- [Raw data]
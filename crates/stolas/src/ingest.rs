//! Embedding ingestion: split, transform, embed, store.

use std::sync::Arc;

use paimon_core::{Error, Result};

use crate::document::{Document, TextSegment};
use crate::embedding::Embedder;
use crate::splitter::DocumentSplitter;
use crate::store::{VectorRecord, VectorStore};
use crate::transformer::SegmentTransformer;

/// Summary of an ingestion run.
#[derive(Debug, Clone, Copy, Default, PartialEq, Eq)]
pub struct IngestionReport {
    /// Documents processed.
    pub documents: usize,
    /// Segments embedded and stored.
    pub segments: usize,
}

/// Turns documents into stored embeddings.
pub struct EmbeddingIngestor {
    splitter: Arc<dyn DocumentSplitter>,
    transformer: Option<Arc<dyn SegmentTransformer>>,
    embedder: Arc<dyn Embedder>,
    store: Arc<dyn VectorStore>,
    batch_size: usize,
}

impl EmbeddingIngestor {
    /// Default number of segments per embedding call.
    pub const DEFAULT_BATCH_SIZE: usize = 32;

    /// Creates an ingestor without a transformer.
    pub fn new(
        splitter: Arc<dyn DocumentSplitter>,
        embedder: Arc<dyn Embedder>,
        store: Arc<dyn VectorStore>,
    ) -> Self {
        Self {
            splitter,
            transformer: None,
            embedder,
            store,
            batch_size: Self::DEFAULT_BATCH_SIZE,
        }
    }

    /// Sets the segment transformer.
    #[must_use]
    pub fn with_transformer(mut self, transformer: Arc<dyn SegmentTransformer>) -> Self {
        self.transformer = Some(transformer);
        self
    }

    /// Sets the embedding batch size (at least 1).
    #[must_use]
    pub fn with_batch_size(mut self, batch_size: usize) -> Self {
        self.batch_size = batch_size.max(1);
        self
    }

    /// Returns the store written to.
    #[must_use]
    pub fn store(&self) -> &Arc<dyn VectorStore> {
        &self.store
    }

    /// Appends the documents' segments to the store.
    ///
    /// Running this twice over the same documents stores duplicates.
    ///
    /// # Errors
    ///
    /// Returns an error if embedding or storage fails. Nothing is stored in
    /// that case.
    pub async fn ingest(&self, documents: &[Document]) -> Result<IngestionReport> {
        let records = self.embed_documents(documents).await?;
        let segments = self.store.add(records).await?;

        tracing::info!(
            documents = documents.len(),
            segments = segments,
            "Ingested documents"
        );

        Ok(IngestionReport {
            documents: documents.len(),
            segments,
        })
    }

    /// Replaces the store contents with the documents' segments.
    ///
    /// # Errors
    ///
    /// Returns an error if embedding or storage fails. The previous
    /// contents are kept when embedding fails.
    pub async fn rebuild(&self, documents: &[Document]) -> Result<IngestionReport> {
        let records = self.embed_documents(documents).await?;
        let segments = self.store.replace(records).await?;

        tracing::info!(
            documents = documents.len(),
            segments = segments,
            "Rebuilt index"
        );

        Ok(IngestionReport {
            documents: documents.len(),
            segments,
        })
    }

    async fn embed_documents(&self, documents: &[Document]) -> Result<Vec<VectorRecord>> {
        let mut segments = self.splitter.split_all(documents);
        if let Some(transformer) = &self.transformer {
            segments = transformer.transform_all(segments);
        }

        let mut records = Vec::with_capacity(segments.len());
        for batch in segments.chunks(self.batch_size) {
            records.extend(self.embed_batch(batch).await?);
        }
        Ok(records)
    }

    async fn embed_batch(&self, batch: &[TextSegment]) -> Result<Vec<VectorRecord>> {
        let texts: Vec<&str> = batch.iter().map(|s| s.text.as_str()).collect();
        let vectors = self
            .embedder
            .embed(&texts)
            .await
            .map_err(|e| Error::ingestion(format!("embedding failed: {e}")))?;

        if vectors.len() != batch.len() {
            return Err(Error::ingestion(format!(
                "embedder returned {} vectors for {} segments",
                vectors.len(),
                batch.len()
            )));
        }

        tracing::debug!(batch = batch.len(), model = self.embedder.model_name(), "Embedded batch");

        Ok(vectors
            .into_iter()
            .zip(batch.iter().cloned())
            .map(|(vector, segment)| VectorRecord::new(vector, segment))
            .collect())
    }
}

- [Your task] Only the lines above starting with the one with "pub async fn ingest(&self, documents: &[Document])" and going through the one with "pub async fn rebuild(&self, documents: &[Document])" are to be copied, word for word and with both ends kept.

- [Task answer]
    pub async fn ingest(&self, documents: &[Document]) -> Result<IngestionReport> {
        let records = self.embed_documents(documents).await?;
        let segments = self.store.add(records).await?;

        tracing::info!(
            documents = documents.len(),
            segments = segments,
            "Ingested documents"
        );

        Ok(IngestionReport {
            documents: documents.len(),
            segments,
        })
    }

    /// Replaces the store contents with the documents' segments.
    ///
    /// # Errors
    ///
    /// Returns an error if embedding or storage fails. The previous
    /// contents are kept when embedding fails.
    pub async fn rebuild(&self, documents: &[Document]) -> Result<IngestionReport> {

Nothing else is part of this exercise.